Finding the online document can also be problematic. The sheer power of online search engines can also be a downfall; search results in many popular subjects are already fully formed. Ranking on the first few pages of a search result can be next to impossible for a researcher's material. There are other options including online "warehouses" of scholarly material, yet with seemingly everyone talking about the "semantic Web"—the world linked by emergent rather than literal connections—the search bars on popular scholarly sites fall short of delivering a way to search out content based on theme, mood, feeling, or other non-literal means.

However, there of course needs to be documents and projects online. The levels of exposure are limitless, and the new connections formed are critical to scholarship. ThoughtMesh takes advantage of the Internet by mapping semantic tags to link documents to each other, a feature that is preserved when a Mesh is downloaded to your computer or own server. ThoughtMesh provides the opportunity to find other documents through semantic links, not literal string matches. Furthermore, the tag-based linking does not block my control of the document: I can re-publish and re-tag the document online, or, downloading the document, I may still access other documents if on a live Internet connection.

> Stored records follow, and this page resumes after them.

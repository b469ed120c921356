//! Webhook body templating.
//!
//! Rendering is a two-stage pipeline: placeholder substitution, then an
//! attempt to read the substituted text as JSON. Neither stage can fail; the
//! result says which form the body ended up in.

use regex::{Captures, Regex};
use serde_json::{Map, Value};
use std::sync::OnceLock;
use tracing::warn;

/// The body produced by [`render`].
#[derive(Debug, Clone, PartialEq)]
pub enum RenderedBody {
    /// The body is a JSON value and is sent as its JSON text.
    Structured(Value),
    /// The substituted template was not JSON and is sent verbatim.
    Raw(String),
}

impl RenderedBody {
    /// The bytes that go on the wire.
    pub fn to_wire(&self) -> String {
        match self {
            RenderedBody::Structured(value) => value.to_string(),
            RenderedBody::Raw(text) => text.clone(),
        }
    }
}

fn placeholder() -> &'static Regex {
    static PLACEHOLDER: OnceLock<Regex> = OnceLock::new();
    PLACEHOLDER.get_or_init(|| {
        Regex::new(r"\{\{([A-Za-z0-9_]+)\}\}").expect("placeholder pattern is valid")
    })
}

/// Replaces every `{{identifier}}` in `template` with the matching variable.
///
/// Unknown identifiers resolve to the empty string. String values are
/// inserted as-is; any other JSON value is inserted as its JSON text.
pub fn substitute(template: &str, vars: &Map<String, Value>) -> String {
    placeholder()
        .replace_all(template, |caps: &Captures| match vars.get(&caps[1]) {
            Some(Value::String(text)) => text.clone(),
            Some(Value::Null) | None => String::new(),
            Some(other) => other.to_string(),
        })
        .into_owned()
}

/// Renders the outbound webhook body.
///
/// Without a template the whole variable map is the body.
pub fn render(template: Option<&str>, vars: &Map<String, Value>) -> RenderedBody {
    let Some(template) = template.filter(|t| !t.trim().is_empty()) else {
        return RenderedBody::Structured(Value::Object(vars.clone()));
    };

    let rendered = substitute(template, vars);
    match serde_json::from_str::<Value>(&rendered) {
        Ok(value) => RenderedBody::Structured(value),
        Err(_) => RenderedBody::Raw(rendered),
    }
}

/// Extra headers parsed from a JSON object, in the order they were given.
pub type HeaderSet = Vec<(String, String)>;

/// Parses the user-supplied extra headers.
///
/// Anything other than a JSON object is dropped with a warning so the
/// delivery can proceed with the default headers only.
pub fn parse_headers(raw: Option<&str>) -> HeaderSet {
    let Some(raw) = raw.filter(|r| !r.trim().is_empty()) else {
        return HeaderSet::new();
    };

    match serde_json::from_str::<Value>(raw) {
        Ok(Value::Object(map)) => map
            .into_iter()
            .map(|(name, value)| {
                let value = match value {
                    Value::String(text) => text,
                    other => other.to_string(),
                };
                (name, value)
            })
            .collect(),
        Ok(_) => {
            warn!("webhook headers must be a JSON object, ignoring");
            HeaderSet::new()
        }
        Err(e) => {
            warn!(error = %e, "webhook headers are not valid JSON, ignoring");
            HeaderSet::new()
        }
    }
}
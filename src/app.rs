//! The main application logic, decoupled from the entry point.

use crate::{
    channels::{self, MailTransport, SmtpMailer},
    config::Config,
    context::{NotificationContext, RunMetadata},
    core::Channel,
    dispatcher::{dispatch, DispatchOptions},
    error::ConfigError,
    publish::Publisher,
    report::{aggregate, SummaryReport},
};
use std::sync::Arc;
use tracing::{error, info, warn};

/// One notification invocation, ready to run.
pub struct App {
    context: Arc<NotificationContext>,
    channels: Vec<Arc<dyn Channel>>,
    options: DispatchOptions,
}

impl App {
    /// Creates a new `AppBuilder` to construct an `App`.
    pub fn builder(config: Config) -> AppBuilder {
        AppBuilder::new(config)
    }

    pub fn context(&self) -> &NotificationContext {
        &self.context
    }

    /// Dispatches to every channel and publishes the results.
    ///
    /// Channel failures never make this fail; they are reported through the
    /// status outputs and a warning. Publishing errors are logged.
    pub async fn run(&self, publisher: &dyn Publisher) -> SummaryReport {
        info!("Starting notifications for: \"{}\"", self.context.title());

        let results = dispatch(&self.channels, Arc::clone(&self.context), self.options).await;
        let report = aggregate(&results);

        for (name, status) in report.status_outputs() {
            if let Err(e) = publisher.set_output(&name, status) {
                error!(output = %name, "Failed to publish output: {:#}", e);
            }
        }

        let summary = report.to_markdown(self.context.title(), self.context.message());
        if let Err(e) = publisher.write_summary(&summary) {
            error!("Failed to write run summary: {:#}", e);
        }

        if let Some(warning) = report.warning() {
            for row in report.rows() {
                if let Some(reason) = row.outcome.error() {
                    warn!(channel = %row.channel, "Channel failed: {}", reason);
                }
            }
            publisher.warning(warning);
        }

        info!("Done. {}", report.digest());
        report
    }
}

/// Builder for the main application.
///
/// Validates the required input and assembles the context and channels. The
/// channel set, mail transport and run metadata can be overridden for
/// testing.
pub struct AppBuilder {
    config: Config,
    channels_override: Option<Vec<Arc<dyn Channel>>>,
    mail_transport_override: Option<Arc<dyn MailTransport>>,
    http_client_override: Option<reqwest::Client>,
    run_metadata_override: Option<RunMetadata>,
}

impl AppBuilder {
    /// Creates a new `AppBuilder` with the given configuration.
    pub fn new(config: Config) -> Self {
        Self {
            config,
            channels_override: None,
            mail_transport_override: None,
            http_client_override: None,
            run_metadata_override: None,
        }
    }

    /// Replaces the configured channels.
    pub fn channels_override(mut self, channels: Vec<Arc<dyn Channel>>) -> Self {
        self.channels_override = Some(channels);
        self
    }

    /// Replaces the SMTP transport used by the email channel.
    pub fn mail_transport_override(mut self, transport: Arc<dyn MailTransport>) -> Self {
        self.mail_transport_override = Some(transport);
        self
    }

    /// Replaces the HTTP client used by the Slack and webhook channels.
    pub fn http_client_override(mut self, client: reqwest::Client) -> Self {
        self.http_client_override = Some(client);
        self
    }

    /// Uses the given run metadata instead of reading the environment.
    pub fn run_metadata(mut self, run: RunMetadata) -> Self {
        self.run_metadata_override = Some(run);
        self
    }

    /// Builds the application. Fails when the message is missing or the HTTP
    /// client cannot be created.
    pub fn build(self) -> Result<App, ConfigError> {
        let message = self.config.message()?;
        let run = self.run_metadata_override.unwrap_or_else(RunMetadata::from_env);
        let context = Arc::new(NotificationContext::new(
            message,
            self.config.core.title.as_str(),
            run,
        ));

        let channels = match self.channels_override {
            Some(channels) => channels,
            None => {
                let client = match self.http_client_override {
                    Some(client) => client,
                    None => channels::http_client().map_err(ConfigError::HttpClient)?,
                };
                let transport = self
                    .mail_transport_override
                    .unwrap_or_else(|| Arc::new(SmtpMailer) as Arc<dyn MailTransport>);
                channels::from_config(&self.config, client, transport)
            }
        };

        Ok(App {
            context,
            channels,
            options: DispatchOptions {
                channel_timeout: self.config.dispatch.channel_timeout(),
            },
        })
    }
}
//! Delivery channels.
//!
//! Each channel owns its configuration and implements [`Channel`]. The set
//! is fixed: Slack, email and a generic webhook, dispatched in that order.

pub mod email;
pub mod slack;
pub mod webhook;

pub use email::{EmailChannel, MailTransport, SmtpMailer};
pub use slack::SlackChannel;
pub use webhook::WebhookChannel;

use crate::config::Config;
use crate::core::Channel;
use crate::error::ChannelError;
use reqwest::StatusCode;
use std::sync::Arc;

/// User agent sent with every HTTP delivery.
pub const USER_AGENT: &str = "notify-cascade-action";

/// Builds the shared HTTP client.
///
/// Redirects are not followed: a 3xx reply is a failed delivery.
pub fn http_client() -> Result<reqwest::Client, reqwest::Error> {
    reqwest::Client::builder()
        .user_agent(USER_AGENT)
        .redirect(reqwest::redirect::Policy::none())
        .build()
}

/// Builds the three channels from their configuration sections.
pub fn from_config(
    config: &Config,
    client: reqwest::Client,
    mail_transport: Arc<dyn MailTransport>,
) -> Vec<Arc<dyn Channel>> {
    vec![
        Arc::new(SlackChannel::new(config.slack.clone(), client.clone())),
        Arc::new(EmailChannel::new(config.email.clone(), mail_transport)),
        Arc::new(WebhookChannel::new(config.webhook.clone(), client)),
    ]
}

/// Maps an HTTP response status onto the delivery result.
pub(crate) fn check_status(status: StatusCode) -> Result<(), ChannelError> {
    if status.is_success() {
        Ok(())
    } else {
        Err(ChannelError::Status(status.as_u16()))
    }
}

Jon Ippolito's work researching new access paradigms is raising questions about the current state of relational information on the Internet, and ThoughtMesh is a practice-based avenue to explore answers. Downloading the ThoughtMesh files to my laptop, disconnecting the Internet connection, and moments later displaying the Meshed document to colleagues is intriguing. Through ThoughtMesh's many points of access ranging from placing documents online, semantic tagging, download features, and (soon) the ability to create one's own Mesh network, this project begins to alleviate the temporary feeling I have been living with for some time.